## Exercise objective
Pull out every line below containing the word "missing".

::::::

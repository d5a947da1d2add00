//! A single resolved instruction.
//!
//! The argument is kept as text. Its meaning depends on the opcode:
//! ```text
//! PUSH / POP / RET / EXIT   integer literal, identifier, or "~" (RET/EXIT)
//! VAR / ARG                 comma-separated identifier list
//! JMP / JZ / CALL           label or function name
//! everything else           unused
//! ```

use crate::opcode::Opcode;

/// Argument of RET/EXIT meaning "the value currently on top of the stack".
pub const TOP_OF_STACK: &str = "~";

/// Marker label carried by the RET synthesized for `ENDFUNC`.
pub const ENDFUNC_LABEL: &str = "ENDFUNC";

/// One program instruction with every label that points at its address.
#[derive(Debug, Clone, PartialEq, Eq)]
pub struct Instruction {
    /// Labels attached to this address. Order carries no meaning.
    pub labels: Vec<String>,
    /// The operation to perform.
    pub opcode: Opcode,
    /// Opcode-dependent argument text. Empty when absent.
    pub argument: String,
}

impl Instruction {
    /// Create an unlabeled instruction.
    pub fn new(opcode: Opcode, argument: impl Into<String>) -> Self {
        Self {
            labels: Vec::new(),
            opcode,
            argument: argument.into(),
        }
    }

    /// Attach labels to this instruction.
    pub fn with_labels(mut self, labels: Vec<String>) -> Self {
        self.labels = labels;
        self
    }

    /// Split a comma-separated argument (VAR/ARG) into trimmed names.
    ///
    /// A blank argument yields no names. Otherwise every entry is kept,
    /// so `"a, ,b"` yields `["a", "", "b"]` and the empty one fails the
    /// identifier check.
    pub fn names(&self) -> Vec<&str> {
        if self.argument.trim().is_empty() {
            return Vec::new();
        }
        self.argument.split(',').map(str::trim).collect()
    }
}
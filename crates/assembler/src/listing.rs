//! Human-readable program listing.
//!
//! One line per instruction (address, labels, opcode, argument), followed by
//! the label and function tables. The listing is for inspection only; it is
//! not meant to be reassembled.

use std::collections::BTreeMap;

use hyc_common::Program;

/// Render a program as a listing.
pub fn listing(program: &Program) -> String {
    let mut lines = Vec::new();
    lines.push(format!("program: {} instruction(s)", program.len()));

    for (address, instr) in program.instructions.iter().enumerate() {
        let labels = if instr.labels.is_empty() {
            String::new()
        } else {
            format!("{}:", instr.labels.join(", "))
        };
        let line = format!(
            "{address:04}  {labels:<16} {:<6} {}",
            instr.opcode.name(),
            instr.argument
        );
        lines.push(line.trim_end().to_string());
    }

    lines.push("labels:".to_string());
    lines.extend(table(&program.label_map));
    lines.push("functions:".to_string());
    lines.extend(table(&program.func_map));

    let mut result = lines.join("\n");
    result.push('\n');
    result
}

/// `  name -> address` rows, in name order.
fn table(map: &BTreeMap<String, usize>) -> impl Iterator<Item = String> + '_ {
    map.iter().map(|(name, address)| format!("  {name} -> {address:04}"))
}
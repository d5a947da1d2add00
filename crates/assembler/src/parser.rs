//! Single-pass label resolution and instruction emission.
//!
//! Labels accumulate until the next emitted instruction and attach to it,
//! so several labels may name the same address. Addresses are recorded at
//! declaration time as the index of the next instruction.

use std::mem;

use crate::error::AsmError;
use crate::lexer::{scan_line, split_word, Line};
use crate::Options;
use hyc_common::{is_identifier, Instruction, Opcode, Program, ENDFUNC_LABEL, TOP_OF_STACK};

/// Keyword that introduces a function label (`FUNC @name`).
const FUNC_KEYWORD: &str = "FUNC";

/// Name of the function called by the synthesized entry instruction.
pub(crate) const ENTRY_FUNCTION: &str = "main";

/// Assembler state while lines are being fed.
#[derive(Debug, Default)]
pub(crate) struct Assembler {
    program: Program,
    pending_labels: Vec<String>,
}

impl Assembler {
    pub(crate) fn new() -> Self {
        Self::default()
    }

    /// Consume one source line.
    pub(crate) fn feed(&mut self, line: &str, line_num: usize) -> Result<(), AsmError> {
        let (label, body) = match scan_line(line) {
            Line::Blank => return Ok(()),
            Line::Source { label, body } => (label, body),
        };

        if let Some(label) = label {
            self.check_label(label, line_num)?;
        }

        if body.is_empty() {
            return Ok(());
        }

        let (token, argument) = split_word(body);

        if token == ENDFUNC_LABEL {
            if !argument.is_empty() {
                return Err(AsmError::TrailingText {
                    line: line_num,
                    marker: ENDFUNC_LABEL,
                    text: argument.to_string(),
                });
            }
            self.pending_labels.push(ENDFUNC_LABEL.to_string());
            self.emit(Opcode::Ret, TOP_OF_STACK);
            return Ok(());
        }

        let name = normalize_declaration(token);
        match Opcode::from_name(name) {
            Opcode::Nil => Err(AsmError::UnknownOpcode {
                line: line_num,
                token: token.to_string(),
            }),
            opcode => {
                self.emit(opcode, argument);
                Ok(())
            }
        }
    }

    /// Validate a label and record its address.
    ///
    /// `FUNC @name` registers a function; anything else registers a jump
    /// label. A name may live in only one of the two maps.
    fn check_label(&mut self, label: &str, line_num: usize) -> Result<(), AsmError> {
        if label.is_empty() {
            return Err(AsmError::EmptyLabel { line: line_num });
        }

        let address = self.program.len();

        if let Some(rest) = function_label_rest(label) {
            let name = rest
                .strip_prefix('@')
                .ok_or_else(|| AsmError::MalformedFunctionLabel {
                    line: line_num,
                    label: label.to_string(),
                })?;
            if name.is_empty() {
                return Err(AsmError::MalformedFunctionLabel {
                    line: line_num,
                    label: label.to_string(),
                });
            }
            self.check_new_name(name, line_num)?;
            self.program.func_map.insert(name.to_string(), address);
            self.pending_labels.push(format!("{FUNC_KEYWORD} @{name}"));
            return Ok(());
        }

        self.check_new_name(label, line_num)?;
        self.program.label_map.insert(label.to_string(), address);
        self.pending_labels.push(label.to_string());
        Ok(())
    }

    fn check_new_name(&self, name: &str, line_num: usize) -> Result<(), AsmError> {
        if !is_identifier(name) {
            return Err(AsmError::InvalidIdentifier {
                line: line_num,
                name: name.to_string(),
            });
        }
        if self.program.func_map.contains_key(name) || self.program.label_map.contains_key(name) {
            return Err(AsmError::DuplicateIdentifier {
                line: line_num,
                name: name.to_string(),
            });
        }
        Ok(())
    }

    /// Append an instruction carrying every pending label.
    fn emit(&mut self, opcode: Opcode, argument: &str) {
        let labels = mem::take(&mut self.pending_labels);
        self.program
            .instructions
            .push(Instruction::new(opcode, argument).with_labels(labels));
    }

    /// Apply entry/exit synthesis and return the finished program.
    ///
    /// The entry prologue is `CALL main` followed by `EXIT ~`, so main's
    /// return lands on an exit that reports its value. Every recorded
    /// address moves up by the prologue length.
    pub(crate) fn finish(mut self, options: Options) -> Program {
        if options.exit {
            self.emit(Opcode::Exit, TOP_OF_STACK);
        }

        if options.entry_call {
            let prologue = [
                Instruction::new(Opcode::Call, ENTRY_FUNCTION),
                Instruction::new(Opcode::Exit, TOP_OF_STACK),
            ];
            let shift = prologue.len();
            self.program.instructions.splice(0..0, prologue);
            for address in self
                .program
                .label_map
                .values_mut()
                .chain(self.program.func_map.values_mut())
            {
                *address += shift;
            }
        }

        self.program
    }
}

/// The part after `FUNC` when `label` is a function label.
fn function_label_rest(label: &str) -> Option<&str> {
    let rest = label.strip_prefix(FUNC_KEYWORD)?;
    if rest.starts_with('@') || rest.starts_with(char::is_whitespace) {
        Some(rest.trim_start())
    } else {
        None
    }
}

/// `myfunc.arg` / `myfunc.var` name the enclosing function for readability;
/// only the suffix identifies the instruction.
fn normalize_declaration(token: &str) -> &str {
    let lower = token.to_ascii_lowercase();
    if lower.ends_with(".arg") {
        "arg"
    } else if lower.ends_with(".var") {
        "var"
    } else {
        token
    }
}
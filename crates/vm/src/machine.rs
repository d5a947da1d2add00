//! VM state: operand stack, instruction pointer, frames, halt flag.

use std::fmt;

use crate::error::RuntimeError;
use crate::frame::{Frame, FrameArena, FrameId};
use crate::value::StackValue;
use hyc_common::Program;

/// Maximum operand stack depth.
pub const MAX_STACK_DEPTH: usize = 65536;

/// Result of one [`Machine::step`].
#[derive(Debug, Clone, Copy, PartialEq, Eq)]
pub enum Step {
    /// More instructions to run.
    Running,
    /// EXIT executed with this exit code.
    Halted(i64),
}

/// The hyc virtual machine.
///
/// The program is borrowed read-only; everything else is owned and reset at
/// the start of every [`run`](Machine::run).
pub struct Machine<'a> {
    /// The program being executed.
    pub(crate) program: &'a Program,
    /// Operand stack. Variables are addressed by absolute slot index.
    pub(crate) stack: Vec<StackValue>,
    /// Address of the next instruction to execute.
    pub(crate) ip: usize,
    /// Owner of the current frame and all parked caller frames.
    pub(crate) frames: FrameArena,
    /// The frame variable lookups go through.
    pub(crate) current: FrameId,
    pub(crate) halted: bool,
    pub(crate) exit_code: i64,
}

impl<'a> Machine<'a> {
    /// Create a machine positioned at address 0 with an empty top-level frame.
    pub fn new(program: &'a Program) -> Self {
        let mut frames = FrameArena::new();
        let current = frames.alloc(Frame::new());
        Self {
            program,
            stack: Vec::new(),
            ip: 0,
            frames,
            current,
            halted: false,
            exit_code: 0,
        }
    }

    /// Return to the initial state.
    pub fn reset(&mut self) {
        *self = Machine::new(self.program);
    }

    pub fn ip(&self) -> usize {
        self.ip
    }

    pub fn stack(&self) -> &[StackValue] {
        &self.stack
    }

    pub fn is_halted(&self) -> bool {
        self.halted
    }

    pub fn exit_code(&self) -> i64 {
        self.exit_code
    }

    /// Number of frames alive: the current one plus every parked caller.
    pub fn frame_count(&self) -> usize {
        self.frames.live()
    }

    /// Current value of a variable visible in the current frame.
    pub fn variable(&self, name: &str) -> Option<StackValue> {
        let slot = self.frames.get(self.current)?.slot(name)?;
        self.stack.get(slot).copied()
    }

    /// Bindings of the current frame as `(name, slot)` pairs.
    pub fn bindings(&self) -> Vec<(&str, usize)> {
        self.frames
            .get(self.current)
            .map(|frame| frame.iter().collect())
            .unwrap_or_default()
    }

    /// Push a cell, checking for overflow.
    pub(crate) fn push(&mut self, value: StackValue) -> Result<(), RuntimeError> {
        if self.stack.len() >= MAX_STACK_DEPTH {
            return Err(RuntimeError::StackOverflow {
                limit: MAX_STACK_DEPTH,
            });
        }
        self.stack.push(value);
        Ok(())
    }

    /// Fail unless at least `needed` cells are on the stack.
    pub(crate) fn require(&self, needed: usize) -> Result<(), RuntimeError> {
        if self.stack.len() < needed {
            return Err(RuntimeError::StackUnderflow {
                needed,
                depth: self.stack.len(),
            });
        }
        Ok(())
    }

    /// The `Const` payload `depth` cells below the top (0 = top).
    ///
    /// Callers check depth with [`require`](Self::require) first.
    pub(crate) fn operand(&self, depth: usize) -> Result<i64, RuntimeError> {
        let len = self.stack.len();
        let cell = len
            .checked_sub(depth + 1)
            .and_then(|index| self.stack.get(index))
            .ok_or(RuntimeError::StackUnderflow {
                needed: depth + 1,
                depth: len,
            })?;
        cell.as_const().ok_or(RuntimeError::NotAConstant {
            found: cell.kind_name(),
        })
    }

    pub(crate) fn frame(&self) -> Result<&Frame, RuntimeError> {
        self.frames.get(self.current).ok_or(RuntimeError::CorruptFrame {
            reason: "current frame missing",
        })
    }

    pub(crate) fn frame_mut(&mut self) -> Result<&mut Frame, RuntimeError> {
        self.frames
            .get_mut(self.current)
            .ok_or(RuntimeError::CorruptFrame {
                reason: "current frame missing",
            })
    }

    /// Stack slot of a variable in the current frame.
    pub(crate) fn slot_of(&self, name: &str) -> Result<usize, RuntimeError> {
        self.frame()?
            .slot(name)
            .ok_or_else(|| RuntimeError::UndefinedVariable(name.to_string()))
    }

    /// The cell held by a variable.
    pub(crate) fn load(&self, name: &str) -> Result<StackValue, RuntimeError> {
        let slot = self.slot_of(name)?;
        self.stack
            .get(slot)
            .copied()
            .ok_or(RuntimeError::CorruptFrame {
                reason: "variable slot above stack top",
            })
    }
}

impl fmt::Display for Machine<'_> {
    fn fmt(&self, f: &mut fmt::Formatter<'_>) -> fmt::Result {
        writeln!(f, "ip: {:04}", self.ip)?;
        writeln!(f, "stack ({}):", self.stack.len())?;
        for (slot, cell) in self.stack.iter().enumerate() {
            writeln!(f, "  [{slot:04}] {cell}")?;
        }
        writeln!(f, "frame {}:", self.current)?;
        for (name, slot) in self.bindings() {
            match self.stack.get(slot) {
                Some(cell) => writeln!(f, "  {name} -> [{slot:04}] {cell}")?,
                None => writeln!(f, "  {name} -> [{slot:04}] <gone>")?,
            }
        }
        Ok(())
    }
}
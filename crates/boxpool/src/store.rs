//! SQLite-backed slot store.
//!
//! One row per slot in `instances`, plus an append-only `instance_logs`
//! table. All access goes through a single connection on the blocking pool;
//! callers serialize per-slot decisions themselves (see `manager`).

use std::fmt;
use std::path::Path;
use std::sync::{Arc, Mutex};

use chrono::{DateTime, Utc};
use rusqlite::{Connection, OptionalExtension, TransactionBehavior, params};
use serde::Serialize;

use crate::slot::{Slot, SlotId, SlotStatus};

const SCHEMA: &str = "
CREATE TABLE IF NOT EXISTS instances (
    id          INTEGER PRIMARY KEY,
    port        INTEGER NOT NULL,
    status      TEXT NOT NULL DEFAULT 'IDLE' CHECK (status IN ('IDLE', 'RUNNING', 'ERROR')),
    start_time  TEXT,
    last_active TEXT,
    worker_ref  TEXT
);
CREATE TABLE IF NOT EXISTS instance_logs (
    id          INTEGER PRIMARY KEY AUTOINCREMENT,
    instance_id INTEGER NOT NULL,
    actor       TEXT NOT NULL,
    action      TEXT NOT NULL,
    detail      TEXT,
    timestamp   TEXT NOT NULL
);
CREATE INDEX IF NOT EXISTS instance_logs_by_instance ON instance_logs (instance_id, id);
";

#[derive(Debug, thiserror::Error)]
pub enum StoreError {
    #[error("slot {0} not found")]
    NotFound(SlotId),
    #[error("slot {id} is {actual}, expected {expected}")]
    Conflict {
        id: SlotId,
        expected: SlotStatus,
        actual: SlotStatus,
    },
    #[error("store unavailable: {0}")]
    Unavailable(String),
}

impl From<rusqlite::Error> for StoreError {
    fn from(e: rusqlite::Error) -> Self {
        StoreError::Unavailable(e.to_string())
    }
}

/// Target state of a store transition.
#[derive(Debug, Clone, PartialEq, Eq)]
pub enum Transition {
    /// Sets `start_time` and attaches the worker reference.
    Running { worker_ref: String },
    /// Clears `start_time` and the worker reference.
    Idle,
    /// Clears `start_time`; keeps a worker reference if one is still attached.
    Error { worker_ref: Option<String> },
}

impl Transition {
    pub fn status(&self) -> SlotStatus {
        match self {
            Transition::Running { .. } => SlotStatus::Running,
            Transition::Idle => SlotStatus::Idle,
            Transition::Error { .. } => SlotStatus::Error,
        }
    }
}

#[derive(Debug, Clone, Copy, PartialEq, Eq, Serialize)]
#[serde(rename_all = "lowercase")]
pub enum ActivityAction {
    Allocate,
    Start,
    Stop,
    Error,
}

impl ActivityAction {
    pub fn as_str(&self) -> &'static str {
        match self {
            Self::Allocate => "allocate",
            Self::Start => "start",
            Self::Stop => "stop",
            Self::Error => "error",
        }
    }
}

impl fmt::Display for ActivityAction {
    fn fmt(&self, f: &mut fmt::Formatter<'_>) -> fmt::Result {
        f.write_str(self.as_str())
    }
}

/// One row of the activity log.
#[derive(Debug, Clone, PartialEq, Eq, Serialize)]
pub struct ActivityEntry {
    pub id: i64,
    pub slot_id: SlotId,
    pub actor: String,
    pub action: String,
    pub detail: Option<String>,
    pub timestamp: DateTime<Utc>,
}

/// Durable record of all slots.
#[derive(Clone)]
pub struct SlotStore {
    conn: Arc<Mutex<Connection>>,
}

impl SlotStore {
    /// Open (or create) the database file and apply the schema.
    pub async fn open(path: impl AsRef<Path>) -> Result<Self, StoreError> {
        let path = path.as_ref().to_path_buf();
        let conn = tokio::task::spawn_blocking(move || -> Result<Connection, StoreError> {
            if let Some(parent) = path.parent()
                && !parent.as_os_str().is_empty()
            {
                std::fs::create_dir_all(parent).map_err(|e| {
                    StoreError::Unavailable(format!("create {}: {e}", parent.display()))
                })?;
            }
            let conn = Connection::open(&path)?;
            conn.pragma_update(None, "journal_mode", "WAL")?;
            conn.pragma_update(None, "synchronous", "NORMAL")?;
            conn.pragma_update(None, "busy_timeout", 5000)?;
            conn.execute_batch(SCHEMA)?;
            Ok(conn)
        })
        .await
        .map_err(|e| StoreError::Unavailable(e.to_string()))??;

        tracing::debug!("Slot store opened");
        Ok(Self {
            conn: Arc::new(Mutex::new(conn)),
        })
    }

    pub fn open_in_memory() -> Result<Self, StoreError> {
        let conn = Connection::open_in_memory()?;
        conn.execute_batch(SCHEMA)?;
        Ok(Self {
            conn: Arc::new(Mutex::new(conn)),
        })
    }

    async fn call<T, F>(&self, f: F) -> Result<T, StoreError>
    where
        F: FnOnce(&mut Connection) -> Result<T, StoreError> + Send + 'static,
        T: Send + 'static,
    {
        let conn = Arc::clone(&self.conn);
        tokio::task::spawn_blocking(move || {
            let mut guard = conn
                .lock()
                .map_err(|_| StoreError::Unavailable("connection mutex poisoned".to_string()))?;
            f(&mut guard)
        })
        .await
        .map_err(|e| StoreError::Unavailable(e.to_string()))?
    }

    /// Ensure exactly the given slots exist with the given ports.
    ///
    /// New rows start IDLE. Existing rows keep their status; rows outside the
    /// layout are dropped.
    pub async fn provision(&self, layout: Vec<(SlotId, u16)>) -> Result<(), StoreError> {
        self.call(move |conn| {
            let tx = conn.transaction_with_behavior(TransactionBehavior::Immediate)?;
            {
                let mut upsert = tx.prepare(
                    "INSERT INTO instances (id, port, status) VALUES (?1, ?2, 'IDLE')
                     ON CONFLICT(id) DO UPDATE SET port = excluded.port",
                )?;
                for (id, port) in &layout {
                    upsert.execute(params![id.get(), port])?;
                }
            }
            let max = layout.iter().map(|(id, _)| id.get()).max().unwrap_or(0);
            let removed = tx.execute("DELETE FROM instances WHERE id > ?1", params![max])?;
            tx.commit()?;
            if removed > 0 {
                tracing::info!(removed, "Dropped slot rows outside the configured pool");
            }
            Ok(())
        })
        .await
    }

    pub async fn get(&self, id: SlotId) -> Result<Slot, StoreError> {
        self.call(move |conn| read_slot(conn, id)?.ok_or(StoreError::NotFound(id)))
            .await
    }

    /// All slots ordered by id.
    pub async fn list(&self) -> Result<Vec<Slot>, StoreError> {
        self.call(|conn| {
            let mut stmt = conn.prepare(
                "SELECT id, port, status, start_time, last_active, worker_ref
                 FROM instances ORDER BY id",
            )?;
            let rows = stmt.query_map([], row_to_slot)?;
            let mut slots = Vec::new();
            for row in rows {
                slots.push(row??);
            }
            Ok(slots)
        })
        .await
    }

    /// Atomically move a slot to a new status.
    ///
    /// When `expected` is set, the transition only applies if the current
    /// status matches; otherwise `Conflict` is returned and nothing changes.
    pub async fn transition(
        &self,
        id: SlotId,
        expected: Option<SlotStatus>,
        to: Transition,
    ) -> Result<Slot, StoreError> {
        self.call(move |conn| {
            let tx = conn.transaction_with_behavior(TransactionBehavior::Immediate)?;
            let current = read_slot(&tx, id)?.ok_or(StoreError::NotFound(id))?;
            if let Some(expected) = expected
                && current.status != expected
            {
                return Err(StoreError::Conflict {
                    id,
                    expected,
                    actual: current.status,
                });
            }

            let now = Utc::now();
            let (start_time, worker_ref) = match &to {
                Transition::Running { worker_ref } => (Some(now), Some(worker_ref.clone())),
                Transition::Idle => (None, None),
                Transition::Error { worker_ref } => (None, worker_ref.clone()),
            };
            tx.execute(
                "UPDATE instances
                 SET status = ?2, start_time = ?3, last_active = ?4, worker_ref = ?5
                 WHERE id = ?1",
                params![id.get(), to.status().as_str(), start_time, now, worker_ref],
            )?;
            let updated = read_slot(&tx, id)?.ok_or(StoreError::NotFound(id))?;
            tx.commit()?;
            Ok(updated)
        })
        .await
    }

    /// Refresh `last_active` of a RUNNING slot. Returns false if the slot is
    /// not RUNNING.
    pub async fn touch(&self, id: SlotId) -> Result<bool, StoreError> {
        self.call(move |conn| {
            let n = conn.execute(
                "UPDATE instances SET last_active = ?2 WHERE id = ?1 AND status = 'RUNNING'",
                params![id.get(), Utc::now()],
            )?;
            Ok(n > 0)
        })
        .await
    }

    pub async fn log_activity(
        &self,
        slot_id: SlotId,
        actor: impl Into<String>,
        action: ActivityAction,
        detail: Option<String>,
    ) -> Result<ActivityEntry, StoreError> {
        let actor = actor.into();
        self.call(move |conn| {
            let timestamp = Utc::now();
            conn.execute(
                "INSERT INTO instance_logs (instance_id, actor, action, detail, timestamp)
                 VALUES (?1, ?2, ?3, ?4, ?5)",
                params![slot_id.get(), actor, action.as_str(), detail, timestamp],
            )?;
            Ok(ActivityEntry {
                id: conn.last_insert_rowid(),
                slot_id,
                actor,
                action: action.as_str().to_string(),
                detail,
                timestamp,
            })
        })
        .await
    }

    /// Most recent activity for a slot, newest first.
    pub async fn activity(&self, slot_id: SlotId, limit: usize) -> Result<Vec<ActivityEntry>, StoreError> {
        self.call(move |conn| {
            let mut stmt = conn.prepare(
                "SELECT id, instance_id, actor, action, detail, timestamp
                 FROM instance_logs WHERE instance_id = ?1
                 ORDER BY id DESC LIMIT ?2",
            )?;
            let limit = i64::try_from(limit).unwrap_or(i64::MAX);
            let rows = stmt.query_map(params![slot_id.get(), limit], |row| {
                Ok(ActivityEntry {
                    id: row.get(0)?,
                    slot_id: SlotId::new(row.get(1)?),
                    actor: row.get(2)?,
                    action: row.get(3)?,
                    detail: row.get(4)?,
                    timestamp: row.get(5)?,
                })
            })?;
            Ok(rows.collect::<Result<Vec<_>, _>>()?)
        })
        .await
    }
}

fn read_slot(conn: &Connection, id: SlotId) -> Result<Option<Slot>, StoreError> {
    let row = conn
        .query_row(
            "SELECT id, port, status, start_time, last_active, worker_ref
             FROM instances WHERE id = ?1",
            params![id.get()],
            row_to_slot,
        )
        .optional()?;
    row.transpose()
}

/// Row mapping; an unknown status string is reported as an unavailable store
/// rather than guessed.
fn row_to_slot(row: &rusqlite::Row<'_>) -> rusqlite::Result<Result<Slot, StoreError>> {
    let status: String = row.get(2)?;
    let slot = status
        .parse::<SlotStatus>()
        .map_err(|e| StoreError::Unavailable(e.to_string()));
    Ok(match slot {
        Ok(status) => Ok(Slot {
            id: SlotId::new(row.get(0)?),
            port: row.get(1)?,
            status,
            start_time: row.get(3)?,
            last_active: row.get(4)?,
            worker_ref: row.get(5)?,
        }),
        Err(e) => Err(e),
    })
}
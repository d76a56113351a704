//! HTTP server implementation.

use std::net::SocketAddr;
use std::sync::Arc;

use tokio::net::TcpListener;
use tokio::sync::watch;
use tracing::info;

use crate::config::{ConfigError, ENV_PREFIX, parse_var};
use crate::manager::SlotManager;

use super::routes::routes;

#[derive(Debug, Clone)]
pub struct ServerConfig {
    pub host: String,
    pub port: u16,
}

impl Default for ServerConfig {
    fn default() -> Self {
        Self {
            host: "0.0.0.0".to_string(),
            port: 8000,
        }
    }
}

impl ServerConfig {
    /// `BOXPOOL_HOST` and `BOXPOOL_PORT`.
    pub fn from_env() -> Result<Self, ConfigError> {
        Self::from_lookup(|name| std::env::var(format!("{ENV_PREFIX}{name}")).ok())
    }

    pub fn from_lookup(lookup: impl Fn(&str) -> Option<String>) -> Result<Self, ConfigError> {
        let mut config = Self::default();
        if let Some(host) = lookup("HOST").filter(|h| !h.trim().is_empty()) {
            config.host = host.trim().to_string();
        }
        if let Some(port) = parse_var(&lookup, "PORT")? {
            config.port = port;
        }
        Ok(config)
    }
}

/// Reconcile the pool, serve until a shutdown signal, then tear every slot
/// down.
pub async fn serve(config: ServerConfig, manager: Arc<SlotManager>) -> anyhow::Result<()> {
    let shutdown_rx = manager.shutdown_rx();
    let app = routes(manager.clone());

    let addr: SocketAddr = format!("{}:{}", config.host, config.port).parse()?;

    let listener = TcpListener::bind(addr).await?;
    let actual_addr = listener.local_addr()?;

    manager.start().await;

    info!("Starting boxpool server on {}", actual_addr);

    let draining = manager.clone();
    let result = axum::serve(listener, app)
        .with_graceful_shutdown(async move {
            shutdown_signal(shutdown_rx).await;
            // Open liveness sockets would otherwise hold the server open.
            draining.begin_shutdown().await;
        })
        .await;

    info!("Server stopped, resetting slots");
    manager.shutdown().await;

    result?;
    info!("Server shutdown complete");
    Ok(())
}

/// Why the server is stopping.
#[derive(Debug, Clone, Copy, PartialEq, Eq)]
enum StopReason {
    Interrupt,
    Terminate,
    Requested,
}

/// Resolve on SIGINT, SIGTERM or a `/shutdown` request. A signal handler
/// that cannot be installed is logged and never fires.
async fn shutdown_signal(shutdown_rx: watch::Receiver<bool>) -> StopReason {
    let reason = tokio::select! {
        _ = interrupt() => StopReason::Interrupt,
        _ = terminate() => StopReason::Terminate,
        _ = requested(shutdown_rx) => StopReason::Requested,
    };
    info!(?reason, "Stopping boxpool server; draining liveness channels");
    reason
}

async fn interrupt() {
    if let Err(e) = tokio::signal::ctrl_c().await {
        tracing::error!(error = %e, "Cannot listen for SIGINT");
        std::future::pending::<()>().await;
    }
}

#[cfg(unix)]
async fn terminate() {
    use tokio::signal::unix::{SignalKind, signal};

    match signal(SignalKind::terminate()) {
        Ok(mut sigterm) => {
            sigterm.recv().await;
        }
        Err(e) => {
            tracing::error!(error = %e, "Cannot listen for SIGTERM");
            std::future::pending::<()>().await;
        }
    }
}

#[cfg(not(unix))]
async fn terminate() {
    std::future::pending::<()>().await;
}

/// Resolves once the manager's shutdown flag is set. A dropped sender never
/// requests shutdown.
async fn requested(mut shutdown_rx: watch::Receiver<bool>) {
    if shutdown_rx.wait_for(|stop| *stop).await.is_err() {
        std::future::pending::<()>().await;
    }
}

::::::

## Exercise response
            reason: "current frame missing",
                reason: "current frame missing",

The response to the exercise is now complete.